# F250 or F350



## Stunt Carpenter (Dec 31, 2011)

Hey Guys, I’m sure this has be discussed before but I can’t find it. 

Looking to upgrade from my 07 F150. I’m getting to the point where I am maxing out the truck for towing and sometimes payload. 


I have a 6x12 tool trailer that’s ~4000lbs that I load lumber and materials into often. I also put the mini skid in the truck and pull the trailer sometimes and would like to do that more. 

I also have a 6x12 dump that I use for moving my mini skid and hauling garbage, dirt, pavers etc. 

For example I have the dump on with the machine, and 30 bags of concrete in the truck tonight. 

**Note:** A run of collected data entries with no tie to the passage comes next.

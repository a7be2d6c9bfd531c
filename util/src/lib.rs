//! Shared plumbing for the daily puzzle binaries.
//!
//! Every day is a small `lib.rs` implementing [`Puzzle`] plus a `main.rs`
//! that hands it to [`run`]. The harness loads the input (piped stdin,
//! `input.txt`, or the example files in test mode), prints the answers and,
//! when asked to, checks them against `example-input-answers.txt`.

mod answer;
mod config;
mod input;
mod parse;
mod runner;

pub use answer::{compare, print_answers, Answer, AnswerSet, EvalError, Outcome, TestReport};
pub use config::{
    Args, Config, RunMode, EXAMPLE_ANSWERS_FILE, EXAMPLE_INPUT_FILE, INPUT_FILE,
};
pub use input::{
    load_from_file, load_from_stream, load_input, piped_stdin, read_lines, FileLines,
    InputError, LineSequence, LineTrim,
};
pub use parse::{parse_nice, parse_number, LineParseError, Span};
pub use runner::{init_logging, run, run_with, Puzzle};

My question is will a F250 be a better buy than a F350? There isn’t a lot of difference I can see between them


----------



## griz (Nov 26, 2009)

things to consider:

new or used
price
age
miles
engine
transmission
rear end ratio

just not much difference between the two...


----------



## cedarboarder (Mar 30, 2015)

Stunt Carpenter said:


> Hey Guys, I’m sure this has be discussed before but I can’t find it.
> 
> Looking to upgrade from my 07 F150. I’m getting to the point where I am maxing out the truck for towing and sometimes payload.
> 
> ...


I don't know much about fords but its usually the brakes and leaf springs. if you are actually maxing out the payload I would go for 350,
Another option is airbags in the rear for just solving squatting since most your weight in the trailer its very well priced for how much they can handle and install is easy. But I don't think this will increase your payload legally speaking. Does keep the rig looking legal haha them RCMP love spotting swatters and scaling them around here.


----------



## mrcat (Jun 27, 2015)

I don't know about ford, but the only difference between a gm 2500 and 3500 single rear wheel (srw) is one leaf in the rear spring pack.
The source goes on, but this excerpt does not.